We can learn the bare bones about this series of attacks from the statement by Office of Personnel Management (OPM) Director Katherine Archuleta (bio here) to the House Oversight and Government Reform Committee. For an easier to read version see this typically excellent ars technica article by

Department of Homeland Security Assistant Secretary for Cybersecurity Dr. Andy Ozment testified that encryption would “not have helped in this case” because the attackers had gained valid user credentials to the systems that they attacked—likely through social engineering. And because of the lack of multifactor authentication on these systems, the attackers would have been able to use those credentials at will to access systems from within and potentially even from outside the network.
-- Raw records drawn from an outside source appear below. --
//! Computer name and time zone, both plain specialize settings.

use crate::error::Result;
use crate::phase::Phase;
use crate::settings::{ComputerNameSettings, TimeZoneSettings};

use super::{components, Pass, PassContext};

pub struct ComputerName;

impl Pass for ComputerName {
    fn name(&self) -> &str {
        "computer-name"
    }

    fn apply(&self, ctx: &mut PassContext<'_>) -> Result<()> {
        // Setup picks a random name when the element is absent.
        if let ComputerNameSettings::Custom { name } = &ctx.config.computer_name {
            ctx.document
                .component_mut(Phase::Specialize, components::SHELL_SETUP)
                .child_or_insert("ComputerName")
                .set_text(name.as_str());
        }
        Ok(())
    }
}

pub struct TimeZone;

impl Pass for TimeZone {
    fn name(&self) -> &str {
        "time-zone"
    }

    fn apply(&self, ctx: &mut PassContext<'_>) -> Result<()> {
        if let TimeZoneSettings::Explicit { id } = &ctx.config.time_zone {
            ctx.document
                .component_mut(Phase::Specialize, components::SHELL_SETUP)
                .child_or_insert("TimeZone")
                .set_text(id.as_str());
        }
        Ok(())
    }
}
//! Event-driven parser building an [`Element`] tree with resolved namespaces.

use quick_xml::events::{BytesStart, Event};
use quick_xml::Reader;

use super::element::{Element, Node};
use crate::error::{Error, Result};

/// Prefix bindings declared on one element; `None` is the default namespace.
type Scope = Vec<(Option<String>, String)>;

pub(crate) fn parse_element(xml: &str) -> Result<Element> {
    let mut reader = Reader::from_str(xml);
    let mut stack: Vec<Element> = Vec::new();
    let mut scopes: Vec<Scope> = Vec::new();
    let mut root: Option<Element> = None;

    loop {
        match reader.read_event().map_err(markup)? {
            Event::Start(start) => {
                ensure_single_root(&root)?;
                let element = open(&start, &mut scopes)?;
                stack.push(element);
            }
            Event::Empty(start) => {
                ensure_single_root(&root)?;
                let element = open(&start, &mut scopes)?;
                scopes.pop();
                close(element, &mut stack, &mut root);
            }
            Event::End(_) => {
                let element = stack
                    .pop()
                    .ok_or_else(|| Error::Markup("unexpected closing tag".into()))?;
                scopes.pop();
                close(element, &mut stack, &mut root);
            }
            Event::Text(text) => {
                let text = text.unescape().map_err(markup)?;
                push_text(&mut stack, &text)?;
            }
            Event::CData(data) => {
                let text = String::from_utf8_lossy(&data).into_owned();
                push_text(&mut stack, &text)?;
            }
            Event::Eof => break,
            _ => {}
        }
    }

    if let Some(open) = stack.last() {
        return Err(Error::Markup(format!(
            "element '{}' is never closed",
            open.name()
        )));
    }
    root.ok_or_else(|| Error::Markup("document has no root element".into()))
}

fn open(start: &BytesStart<'_>, scopes: &mut Vec<Scope>) -> Result<Element> {
    let name = utf8(start.name().as_ref())?;
    let mut element = Element::new(name);
    let mut scope = Scope::new();

    for attr in start.attributes() {
        let attr = attr.map_err(markup)?;
        let key = utf8(attr.key.as_ref())?;
        let value = attr.unescape_value().map_err(markup)?.into_owned();
        if key == "xmlns" {
            scope.push((None, value.clone()));
        } else if let Some(prefix) = key.strip_prefix("xmlns:") {
            scope.push((Some(prefix.to_string()), value.clone()));
        }
        element.set_attr(key, value);
    }

    scopes.push(scope);
    let namespace = resolve(scopes, element.prefix());
    element.set_namespace(namespace);
    Ok(element)
}

fn close(element: Element, stack: &mut [Element], root: &mut Option<Element>) {
    match stack.last_mut() {
        Some(parent) => parent.push_node(Node::Element(element)),
        None => *root = Some(element),
    }
}

fn push_text(stack: &mut [Element], text: &str) -> Result<()> {
    if text.trim().is_empty() {
        return Ok(());
    }
    match stack.last_mut() {
        Some(parent) => {
            parent.push_node(Node::Text(text.to_string()));
            Ok(())
        }
        None => Err(Error::Markup(format!(
            "text outside the root element: '{}'",
            text.trim()
        ))),
    }
}

fn resolve(scopes: &[Scope], prefix: Option<&str>) -> Option<String> {
    scopes.iter().rev().find_map(|scope| {
        scope
            .iter()
            .find(|(bound, _)| bound.as_deref() == prefix)
            .map(|(_, uri)| uri.clone())
    })
}

fn ensure_single_root(root: &Option<Element>) -> Result<()> {
    match root {
        Some(existing) => Err(Error::Markup(format!(
            "content after the root element '{}'",
            existing.name()
        ))),
        None => Ok(()),
    }
}

fn utf8(bytes: &[u8]) -> Result<String> {
    std::str::from_utf8(bytes)
        .map(str::to_string)
        .map_err(markup)
}

fn markup(err: impl std::fmt::Display) -> Error {
    Error::Markup(err.to_string())
}
//! Product key and EULA acceptance.

use crate::document::Element;
use crate::error::Result;
use crate::phase::Phase;
use crate::settings::EditionSettings;

use super::{components, Pass, PassContext};

pub struct Edition;

impl Pass for Edition {
    fn name(&self) -> &str {
        "edition"
    }

    fn apply(&self, ctx: &mut PassContext<'_>) -> Result<()> {
        // An empty key makes setup fall back to the firmware key.
        let key = match &ctx.config.edition {
            EditionSettings::Interactive => return Ok(()),
            EditionSettings::ProductKey { key } => key.as_str(),
            EditionSettings::Firmware => "",
        };

        let user_data = ctx
            .document
            .component_mut(Phase::WindowsPe, components::SETUP)
            .child_or_insert("UserData");
        user_data.push(
            Element::new("ProductKey")
                .with_child(Element::new("Key").with_text(key))
                .with_child(Element::new("WillShowUI").with_text("OnError")),
        );
        user_data.child_or_insert("AcceptEula").set_text("true");
        Ok(())
    }
}

#[cfg(test)]
mod tests {
    use super::*;
    use crate::passes::testing;
    use crate::settings::{Configuration, ProductKey};

    fn user_data(config: &Configuration) -> Option<Element> {
        let (doc, _) = testing::run(&Edition, config);
        doc.component(Phase::WindowsPe, components::SETUP)
            .and_then(|c| c.child("UserData"))
            .cloned()
    }

    #[test]
    fn test_product_key() {
        let config = Configuration {
            edition: EditionSettings::ProductKey {
                key: ProductKey::new("VK7JG-NPHTM-C97JM-9MPGT-3V66T").unwrap(),
            },
            ..Configuration::default()
        };
        let data = user_data(&config).unwrap();
        assert_eq!(
            data.descend(&["ProductKey", "Key"]).unwrap().text(),
            "VK7JG-NPHTM-C97JM-9MPGT-3V66T"
        );
        assert_eq!(data.child("AcceptEula").unwrap().text(), "true");
    }

    #[test]
    fn test_firmware_uses_empty_key() {
        let config = Configuration {
            edition: EditionSettings::Firmware,
            ..Configuration::default()
        };
        let data = user_data(&config).unwrap();
        assert_eq!(data.descend(&["ProductKey", "Key"]).unwrap().text(), "");
    }

    #[test]
    fn test_interactive_writes_nothing() {
        assert!(user_data(&Configuration::default()).is_none());
    }
}
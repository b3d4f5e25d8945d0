//! UI language, locales and keyboard layouts for setup and the installed
//! system.

use crate::document::Element;
use crate::error::Result;
use crate::phase::Phase;
use crate::settings::LanguageSettings;

use super::{components, Pass, PassContext};

pub struct Locales;

impl Pass for Locales {
    fn name(&self) -> &str {
        "locales"
    }

    fn apply(&self, ctx: &mut PassContext<'_>) -> Result<()> {
        let LanguageSettings::Unattended {
            ui_language,
            system_locale,
            user_locale,
            input_locale,
        } = &ctx.config.language
        else {
            return Ok(());
        };

        let fields = [
            ("InputLocale", input_locale.as_str()),
            ("SystemLocale", system_locale.as_str()),
            ("UILanguage", ui_language.as_str()),
            ("UserLocale", user_locale.as_str()),
        ];

        let winpe = ctx
            .document
            .component_mut(Phase::WindowsPe, components::INTERNATIONAL_CORE_WINPE);
        winpe.push(
            Element::new("SetupUILanguage")
                .with_child(Element::new("UILanguage").with_text(ui_language.as_str())),
        );
        for (name, value) in fields {
            winpe.push(Element::new(name).with_text(value));
        }

        let core = ctx
            .document
            .component_mut(Phase::OobeSystem, components::INTERNATIONAL_CORE);
        for (name, value) in fields {
            core.push(Element::new(name).with_text(value));
        }
        Ok(())
    }
}
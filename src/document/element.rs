//! In-memory XML tree with typed accessors.
//!
//! Lookups go by local name; new children inherit their parent's namespace
//! unless they were created in an explicit one.

use crate::error::Result;

/// A child of an [`Element`].
#[derive(Debug, Clone, PartialEq, Eq)]
pub enum Node {
    Element(Element),
    Text(String),
}

/// An XML element.
#[derive(Debug, Clone, PartialEq, Eq)]
pub struct Element {
    name: String,
    namespace: Option<String>,
    attributes: Vec<(String, String)>,
    children: Vec<Node>,
    verbatim: bool,
}

impl Element {
    /// Create an element with no namespace of its own. It picks up the
    /// parent's namespace once pushed.
    pub fn new(name: impl Into<String>) -> Self {
        Self {
            name: name.into(),
            namespace: None,
            attributes: Vec::new(),
            children: Vec::new(),
            verbatim: false,
        }
    }

    pub fn in_namespace(name: impl Into<String>, namespace: impl Into<String>) -> Self {
        let mut element = Self::new(name);
        element.namespace = Some(namespace.into());
        element
    }

    /// Parse a single-rooted XML fragment.
    pub fn parse(xml: &str) -> Result<Self> {
        super::parse::parse_element(xml)
    }

    pub fn with_attr(mut self, name: impl Into<String>, value: impl Into<String>) -> Self {
        self.set_attr(name, value);
        self
    }

    pub fn with_text(mut self, text: impl Into<String>) -> Self {
        self.set_text(text);
        self
    }

    pub fn with_child(mut self, child: Element) -> Self {
        self.push(child);
        self
    }

    /// Qualified name as written, e.g. `component` or `wcm:action`.
    pub fn name(&self) -> &str {
        &self.name
    }

    pub fn local_name(&self) -> &str {
        match self.name.split_once(':') {
            Some((_, local)) => local,
            None => &self.name,
        }
    }

    pub(crate) fn prefix(&self) -> Option<&str> {
        self.name.split_once(':').map(|(prefix, _)| prefix)
    }

    pub fn namespace(&self) -> Option<&str> {
        self.namespace.as_deref()
    }

    pub(crate) fn set_namespace(&mut self, namespace: Option<String>) {
        self.namespace = namespace;
    }

    pub fn attr(&self, name: &str) -> Option<&str> {
        self.attributes
            .iter()
            .find(|(key, _)| key == name)
            .map(|(_, value)| value.as_str())
    }

    pub fn attributes(&self) -> impl Iterator<Item = (&str, &str)> {
        self.attributes.iter().map(|(k, v)| (k.as_str(), v.as_str()))
    }

    /// Set an attribute, replacing an existing value in place.
    pub fn set_attr(&mut self, name: impl Into<String>, value: impl Into<String>) {
        let name = name.into();
        let value = value.into();
        match self.attributes.iter_mut().find(|(key, _)| *key == name) {
            Some(slot) => slot.1 = value,
            None => self.attributes.push((name, value)),
        }
    }

    pub fn children(&self) -> &[Node] {
        &self.children
    }

    pub fn is_empty(&self) -> bool {
        self.children.is_empty()
    }

    pub fn elements(&self) -> impl Iterator<Item = &Element> {
        self.children.iter().filter_map(|node| match node {
            Node::Element(element) => Some(element),
            Node::Text(_) => None,
        })
    }

    pub fn elements_mut(&mut self) -> impl Iterator<Item = &mut Element> {
        self.children.iter_mut().filter_map(|node| match node {
            Node::Element(element) => Some(element),
            Node::Text(_) => None,
        })
    }

    /// First child element with the given local name.
    pub fn child(&self, local_name: &str) -> Option<&Element> {
        self.elements().find(|e| e.local_name() == local_name)
    }

    pub fn child_mut(&mut self, local_name: &str) -> Option<&mut Element> {
        self.elements_mut().find(|e| e.local_name() == local_name)
    }

    /// Walk a chain of local names.
    pub fn descend(&self, path: &[&str]) -> Option<&Element> {
        path.iter().try_fold(self, |element, name| element.child(name))
    }

    /// Get the first child with this local name, creating it on first use.
    pub fn child_or_insert(&mut self, local_name: &str) -> &mut Element {
        self.child_or_insert_with(|e| e.local_name() == local_name, || Element::new(local_name))
    }

    /// Get the first child matching `pred`, or push the one `create` builds.
    pub fn child_or_insert_with(
        &mut self,
        pred: impl Fn(&Element) -> bool,
        create: impl FnOnce() -> Element,
    ) -> &mut Element {
        let existing = self
            .children
            .iter()
            .position(|node| matches!(node, Node::Element(e) if pred(e)));
        let index = match existing {
            Some(index) => index,
            None => {
                self.push(create());
                self.children.len() - 1
            }
        };
        self.element_at_mut(index)
    }

    /// Append a child element and return it.
    pub fn push(&mut self, mut child: Element) -> &mut Element {
        child.inherit_namespace(self.namespace.as_deref());
        self.children.push(Node::Element(child));
        let index = self.children.len() - 1;
        self.element_at_mut(index)
    }

    /// Insert a child element before every existing child.
    pub fn prepend(&mut self, mut child: Element) {
        child.inherit_namespace(self.namespace.as_deref());
        self.children.insert(0, Node::Element(child));
    }

    pub fn push_text(&mut self, text: impl Into<String>) {
        self.children.push(Node::Text(text.into()));
    }

    /// Replace all children with a single text node.
    pub fn set_text(&mut self, text: impl Into<String>) {
        self.children = vec![Node::Text(text.into())];
    }

    /// Concatenated direct text content.
    pub fn text(&self) -> String {
        self.children
            .iter()
            .filter_map(|node| match node {
                Node::Text(text) => Some(text.as_str()),
                Node::Element(_) => None,
            })
            .collect()
    }

    pub fn retain_elements(&mut self, mut keep: impl FnMut(&Element) -> bool) {
        self.children.retain(|node| match node {
            Node::Element(element) => keep(element),
            Node::Text(_) => true,
        });
    }

    /// Whether this element came from caller-supplied markup.
    pub fn is_verbatim(&self) -> bool {
        self.verbatim
    }

    /// Flag this subtree as caller-supplied.
    pub fn mark_verbatim(&mut self) {
        self.verbatim = true;
        for child in self.elements_mut() {
            child.mark_verbatim();
        }
    }

    /// Serialize with tab indentation and CRLF line endings.
    pub fn to_canonical_string(&self) -> String {
        super::writer::write_canonical(self)
    }

    pub(crate) fn push_node(&mut self, node: Node) {
        self.children.push(node);
    }

    fn inherit_namespace(&mut self, namespace: Option<&str>) {
        if self.namespace.is_none() && self.prefix().is_none() {
            self.namespace = namespace.map(str::to_string);
        }
        let own = self.namespace.clone();
        for child in self.elements_mut() {
            child.inherit_namespace(own.as_deref());
        }
    }

    fn element_at_mut(&mut self, index: usize) -> &mut Element {
        match &mut self.children[index] {
            Node::Element(element) => element,
            Node::Text(_) => unreachable!("index {index} was taken from an element node"),
        }
    }
}

#[cfg(test)]
mod tests {
    use super::*;

    #[test]
    fn test_child_or_insert_reuses_existing() {
        let mut root = Element::in_namespace("root", "urn:test");
        root.child_or_insert("a").set_text("one");
        root.child_or_insert("a").push_text("two");
        assert_eq!(root.elements().count(), 1);
        assert_eq!(root.child("a").unwrap().text(), "onetwo");
    }

    #[test]
    fn test_children_inherit_namespace() {
        let mut root = Element::in_namespace("root", "urn:test");
        root.push(Element::new("a").with_child(Element::new("b")));
        root.push(Element::in_namespace("c", "urn:other"));
        let a = root.child("a").unwrap();
        assert_eq!(a.namespace(), Some("urn:test"));
        assert_eq!(a.child("b").unwrap().namespace(), Some("urn:test"));
        assert_eq!(root.child("c").unwrap().namespace(), Some("urn:other"));
    }

    #[test]
    fn test_set_attr_replaces_in_place() {
        let mut e = Element::new("x").with_attr("a", "1").with_attr("b", "2");
        e.set_attr("a", "3");
        let attrs: Vec<_> = e.attributes().collect();
        assert_eq!(attrs, vec![("a", "3"), ("b", "2")]);
    }

    #[test]
    fn test_prepend_and_local_name() {
        let mut e = Element::new("list");
        e.push(Element::new("second"));
        e.prepend(Element::new("wcm:first"));
        let names: Vec<_> = e.elements().map(|c| c.local_name()).collect();
        assert_eq!(names, vec!["first", "second"]);
    }

    #[test]
    fn test_descend_and_retain() {
        let mut root = Element::new("a").with_child(Element::new("b").with_child(Element::new("c")));
        assert!(root.descend(&["b", "c"]).is_some());
        assert!(root.descend(&["b", "d"]).is_none());
        root.retain_elements(|e| e.local_name() != "b");
        assert!(root.is_empty());
    }

    #[test]
    fn test_mark_verbatim_is_recursive() {
        let mut e = Element::new("a").with_child(Element::new("b"));
        e.mark_verbatim();
        assert!(e.is_verbatim());
        assert!(e.child("b").unwrap().is_verbatim());
    }
}
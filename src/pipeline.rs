//! The fixed pass sequence and one-shot generation entry points.
//!
//! Structural passes run first, then the buffer flushes, caller components
//! and cleanup. Order assignment and validation come last because both need
//! the complete tree. The first failing pass aborts the run and the
//! half-built document is dropped.

use tracing::{debug, info};

use crate::buffers::{BufferKind, ScriptBuffers};
use crate::command::target::command_lines;
use crate::document::AnswerDocument;
use crate::error::Result;
use crate::passes::{self, Pass, PassContext};
use crate::phase::Phase;
use crate::settings::Configuration;

/// An ordered list of passes.
pub struct Pipeline {
    passes: Vec<Box<dyn Pass>>,
}

impl Pipeline {
    pub fn new(passes: Vec<Box<dyn Pass>>) -> Self {
        Self { passes }
    }

    /// Every pass, in the order the answer file needs them.
    pub fn standard() -> Self {
        Self::new(vec![
            Box::new(passes::Disk),
            Box::new(passes::Edition),
            Box::new(passes::Locales),
            Box::new(passes::ComputerName),
            Box::new(passes::TimeZone),
            Box::new(passes::Accounts),
            Box::new(passes::Lockout),
            Box::new(passes::PasswordExpiration),
            Box::new(passes::Bypass),
            Box::new(passes::Features),
            Box::new(passes::Wifi),
            Box::new(passes::Scripts),
            Box::new(passes::Flush(BufferKind::UserOnce)),
            Box::new(passes::Flush(BufferKind::DefaultUser)),
            Box::new(passes::Flush(BufferKind::Specialize)),
            Box::new(passes::Flush(BufferKind::FirstLogon)),
            Box::new(passes::CustomComponents),
            Box::new(passes::Cleanup),
            Box::new(passes::Order),
            Box::new(passes::Validate),
        ])
    }

    pub fn pass_names(&self) -> Vec<&str> {
        self.passes.iter().map(|p| p.name()).collect()
    }

    /// Build one answer document from `config`.
    pub fn run(&self, config: &Configuration) -> Result<AnswerDocument> {
        config.validate()?;

        let mut document = AnswerDocument::from_template(config.architecture)?;
        let mut buffers = ScriptBuffers::new();
        for pass in &self.passes {
            debug!(pass = pass.name(), "running pass");
            pass.apply(&mut PassContext {
                config,
                document: &mut document,
                buffers: &mut buffers,
            })?;
        }

        let commands: usize = [Phase::WindowsPe, Phase::Specialize, Phase::OobeSystem]
            .into_iter()
            .map(|phase| command_lines(&document, phase).len())
            .sum();
        info!(passes = self.passes.len(), commands, "answer file assembled");
        Ok(document)
    }
}

/// Run the standard pipeline.
pub fn generate(config: &Configuration) -> Result<AnswerDocument> {
    Pipeline::standard().run(config)
}

/// Run the standard pipeline and serialize canonically.
pub fn generate_bytes(config: &Configuration) -> Result<Vec<u8>> {
    Ok(generate(config)?.to_bytes())
}
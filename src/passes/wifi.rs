//! Wireless setup: skip the OOBE page, or import a caller profile.

use crate::codec;
use crate::command::target;
use crate::error::Result;
use crate::phase::Phase;
use crate::settings::WifiSettings;

use super::{components, Pass, PassContext};

pub const WIFI_PROFILE_PATH: &str = r"C:\Windows\Setup\Scripts\Wifi.xml";

pub struct Wifi;

impl Pass for Wifi {
    fn name(&self) -> &str {
        "wifi"
    }

    fn apply(&self, ctx: &mut PassContext<'_>) -> Result<()> {
        if matches!(ctx.config.wifi, WifiSettings::Interactive) {
            return Ok(());
        }
        if let Some(profile) = ctx.config.wifi.profile()? {
            target(ctx.document, Phase::Specialize)?
                .append_all(codec::embed_document(WIFI_PROFILE_PATH, &profile));
            ctx.buffers.specialize().append(format!(
                r#"netsh.exe wlan add profile filename="{WIFI_PROFILE_PATH}" user=all"#
            ));
        }

        ctx.document
            .component_mut(Phase::OobeSystem, components::SHELL_SETUP)
            .child_or_insert("OOBE")
            .child_or_insert("HideWirelessSetupInOOBE")
            .set_text("true");
        Ok(())
    }
}
impl Configuration {
    pub fn from_toml_str(text: &str) -> Result<Self> {
        let config: Configuration = toml::from_str(text)
            .map_err(|e| Error::config(format!("parsing TOML settings: {e}")))?;
        config.validate()?;
        Ok(config)
    }

    pub fn from_json_str(text: &str) -> Result<Self> {
        let config: Configuration = serde_json::from_str(text)
            .map_err(|e| Error::config(format!("parsing JSON settings: {e}")))?;
        config.validate()?;
        Ok(config)
    }

    /// Load from a `.toml` or `.json` file.
    pub fn load(path: &Path) -> Result<Self> {
        let text = fs::read_to_string(path)?;
        match path.extension().and_then(|ext| ext.to_str()) {
            Some("toml") => Self::from_toml_str(&text),
            Some("json") => Self::from_json_str(&text),
            _ => Err(Error::config(format!(
                "settings file '{}' must end in .toml or .json",
                path.display()
            ))),
        }
    }

    /// Range and cross-field checks serde cannot express.
    pub fn validate(&self) -> Result<()> {
        self.validate_partitioning()?;
        self.validate_accounts()?;
        self.validate_policies()?;
        self.validate_payloads()?;
        Ok(())
    }

    fn validate_partitioning(&self) -> Result<()> {
        match &self.partitioning {
            PartitionSettings::Interactive => Ok(()),
            PartitionSettings::Custom {
                diskpart_script,
                install_to,
            } => {
                if diskpart_script.trim().is_empty() {
                    return Err(Error::config(
                        "partitioning.diskpart_script must not be empty",
                    ));
                }
                if install_to.partition == 0 {
                    return Err(Error::config(
                        "partitioning.install_to.partition starts at 1",
                    ));
                }
                Ok(())
            }
        }
    }

    fn validate_accounts(&self) -> Result<()> {
        let AccountSettings::Unattended {
            accounts,
            auto_logon,
            ..
        } = &self.accounts
        else {
            return Ok(());
        };

        let mut seen = HashSet::new();
        for account in accounts {
            let key = account.name.as_str().to_lowercase();
            if !seen.insert(key) {
                return Err(Error::config(format!(
                    "accounts: name '{}' is used more than once",
                    account.name
                )));
            }
            if account.display_name.chars().count() > 256 {
                return Err(Error::config(format!(
                    "accounts: display name of '{}' is longer than 256 characters",
                    account.name
                )));
            }
        }

        // The built-in Administrator covers for a missing admin account.
        let has_admin = accounts
            .iter()
            .any(|a| a.group == AccountGroup::Administrators);
        if !has_admin && !matches!(auto_logon, AutoLogon::BuiltinAdmin { .. }) {
            return Err(Error::config(
                "accounts: at least one account must be in the Administrators group",
            ));
        }
        Ok(())
    }

    fn validate_policies(&self) -> Result<()> {
        if let LockoutSettings::Custom {
            threshold,
            duration,
            window,
        } = self.lockout
        {
            if !(1..=999).contains(&threshold) {
                return Err(Error::config(format!(
                    "lockout.threshold must be 1 to 999, got {threshold}"
                )));
            }
            if !(1..=99_999).contains(&duration) {
                return Err(Error::config(format!(
                    "lockout.duration must be 1 to 99999 minutes, got {duration}"
                )));
            }
            if window == 0 || window > duration {
                return Err(Error::config(format!(
                    "lockout.window must be 1 to {duration} minutes, got {window}"
                )));
            }
        }
        if let PasswordExpirationSettings::Custom { max_age } = self.password_expiration {
            if !(1..=999).contains(&max_age) {
                return Err(Error::config(format!(
                    "password_expiration.max_age must be 1 to 999 days, got {max_age}"
                )));
            }
        }
        Ok(())
    }

    fn validate_payloads(&self) -> Result<()> {
        self.wifi.profile()?;
        for (index, script) in self.scripts.iter().enumerate() {
            if script.content.trim().is_empty() {
                return Err(Error::config(format!(
                    "scripts[{index}].content must not be empty"
                )));
            }
        }
        for component in &self.custom_components {
            component.parse()?;
        }
        Ok(())
    }
}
Beyond this we hear mostly guesswork.CyberEspionage

(2)  What was taken?

Lots of high-volume guessing in the news. The best answer might be: lots was taken. The Director’s statement says “we have not yet determined its scope and impact”. For a more precise answer see…

When Chaffetz asked Archuleta directly about the number of people who had been affected by the breach of OPM’s systems and whether it included contractor information as well as that of federal employees, Archuleta replied repeatedly, “I would be glad to discuss that in a classified setting.” That was Archuleta’s response to nearly all of the committee members’ questions over the course of the hearing this morning.

… Given the scope and duration of the data breaches, it may be impossible for the US government to get a handle on the exact extent of the damage done just by the latest attack on OPM’s systems. If anything is clear, it is that the aging infrastructure of many civilian agencies in Washington magnify the problems the government faces in securing its networks, and OPM’s data breach may just be the biggest one that the government knows about to date. {ars technica}

Responsibility
We should all wear these, all the time. We need reminding.

(3)  Who was at fault? The key question we refuse to answer.

Congress increasingly prefers the role of journalist and scold to that of legislature. They’re not strong on managing the Republic, but they love to point fingers when things go wrong.

“We get exactly the IT security we’re willing to pay for” by Steven J. Vaughan-Nichols at ZDnet — “A big part of the Office of Personnel Management’s security fiasco can be blamed on hopelessly archaic computers and a government that refuses to fund their replacements.”  Excerpt; red emphasis added.

In 2011, the OPM’s Federal Data Center Consolidation Initiative (FDCCI) observed that the last major OPM data center update happened in the mid 1990s. In other words, Windows 95 was the hot new desktop when OPM’s mainframes were last given a through overhaul. As you might guess, in 2011 the OPM already realized that “Many critical applications at OPM are hosted on legacy platforms and have not been re- architected in many years. In some cases, documentation of these systems is lacking, making it difficult to estimate time and cost of consolidation.”

Why? The OPM’s IT deparment “has historically been underfunded, especially on the operations side, making it difficult to make investments in consolidation projects, even when those have positive ROI in later years.”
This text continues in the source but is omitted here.